**Exercise details:**
Please repeat every line below exactly, from the first to the last.

**Data excerpts:**
▶

//! Driving Ports (API - Inbound)

use crate::domain::{Action, ActionKey};
use crate::error::SubmissionResult;
use crate::service::{ReceiptUpdate, Submission};
use async_trait::async_trait;
use shared_types::{Address, TransactionId};

/// Outbound action API used by the lifecycle engine.
#[async_trait]
pub trait ActionApi: Send + Sync {
    /// Sign and submit `action` for `actor`, unless the same logical action
    /// is already in flight.
    async fn submit(&self, actor: Address, action: Action) -> SubmissionResult<Submission>;

    /// The reaction to `key` was observed on the ledger. Returns whether an
    /// entry was released.
    fn confirm(&self, key: &ActionKey) -> bool;

    /// Release every in-flight action scoped to a terminated transaction.
    fn release_transaction(&self, tx_id: &TransactionId);

    fn is_in_flight(&self, key: &ActionKey) -> bool;

    /// Poll receipts of submissions still awaiting one.
    async fn reconcile(&self) -> Vec<ReceiptUpdate>;
}
//! Handoff records

use super::ciphertext::Ciphertext;
use serde::{Deserialize, Serialize};
use shared_types::{Address, TransactionId};

/// Progress of one handoff.
#[derive(Debug, Clone, PartialEq, Eq, Serialize, Deserialize)]
pub enum HandoffStatus {
    /// Re-encryption requested, not yet answered.
    Pending { attempts: u32 },
    /// Key is sealed for the buyer.
    Complete { buyer_ciphertext: Ciphertext },
    /// Fail-stop; the transaction will not reach the buyer.
    Failed { reason: String },
}

impl HandoffStatus {
    pub fn is_complete(&self) -> bool {
        matches!(self, HandoffStatus::Complete { .. })
    }
}

/// Handoff state for one transaction.
#[derive(Debug, Clone, PartialEq, Eq, Serialize, Deserialize)]
pub struct HandoffRecord {
    pub tx_id: TransactionId,
    pub seller: Address,
    pub buyer: Address,
    pub status: HandoffStatus,
}

impl HandoffRecord {
    pub fn pending(tx_id: TransactionId, seller: Address, buyer: Address) -> Self {
        Self {
            tx_id,
            seller,
            buyer,
            status: HandoffStatus::Pending { attempts: 0 },
        }
    }

    /// The buyer ciphertext, once complete.
    pub fn verified_ciphertext(&self) -> Option<&Ciphertext> {
        match &self.status {
            HandoffStatus::Complete { buyer_ciphertext } => Some(buyer_ciphertext),
            _ => None,
        }
    }
}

◀

**Response to this exercise:**
//! Driving Ports (API - Inbound)

use crate::domain::{Action, ActionKey};
use crate::error::SubmissionResult;
use crate::service::{ReceiptUpdate, Submission};
use async_trait::async_trait;
use shared_types::{Address, TransactionId};

/// Outbound action API used by the lifecycle engine.
#[async_trait]
pub trait ActionApi: Send + Sync {
    /// Sign and submit `action` for `actor`, unless the same logical action
    /// is already in flight.
    async fn submit(&self, actor: Address, action: Action) -> SubmissionResult<Submission>;

    /// The reaction to `key` was observed on the ledger. Returns whether an
    /// entry was released.
    fn confirm(&self, key: &ActionKey) -> bool;

    /// Release every in-flight action scoped to a terminated transaction.
    fn release_transaction(&self, tx_id: &TransactionId);

    fn is_in_flight(&self, key: &ActionKey) -> bool;

    /// Poll receipts of submissions still awaiting one.
    async fn reconcile(&self) -> Vec<ReceiptUpdate>;
}
//! Handoff records

use super::ciphertext::Ciphertext;
use serde::{Deserialize, Serialize};
use shared_types::{Address, TransactionId};

/// Progress of one handoff.
#[derive(Debug, Clone, PartialEq, Eq, Serialize, Deserialize)]
pub enum HandoffStatus {
    /// Re-encryption requested, not yet answered.
    Pending { attempts: u32 },
    /// Key is sealed for the buyer.
    Complete { buyer_ciphertext: Ciphertext },
    /// Fail-stop; the transaction will not reach the buyer.
    Failed { reason: String },
}

impl HandoffStatus {
    pub fn is_complete(&self) -> bool {
        matches!(self, HandoffStatus::Complete { .. })
    }
}

/// Handoff state for one transaction.
#[derive(Debug, Clone, PartialEq, Eq, Serialize, Deserialize)]
pub struct HandoffRecord {
    pub tx_id: TransactionId,
    pub seller: Address,
    pub buyer: Address,
    pub status: HandoffStatus,
}

impl HandoffRecord {
    pub fn pending(tx_id: TransactionId, seller: Address, buyer: Address) -> Self {
        Self {
            tx_id,
            seller,
            buyer,
            status: HandoffStatus::Pending { attempts: 0 },
        }
    }

    /// The buyer ciphertext, once complete.
    pub fn verified_ciphertext(&self) -> Option<&Ciphertext> {
        match &self.status {
            HandoffStatus::Complete { buyer_ciphertext } => Some(buyer_ciphertext),
            _ => None,
        }
    }
}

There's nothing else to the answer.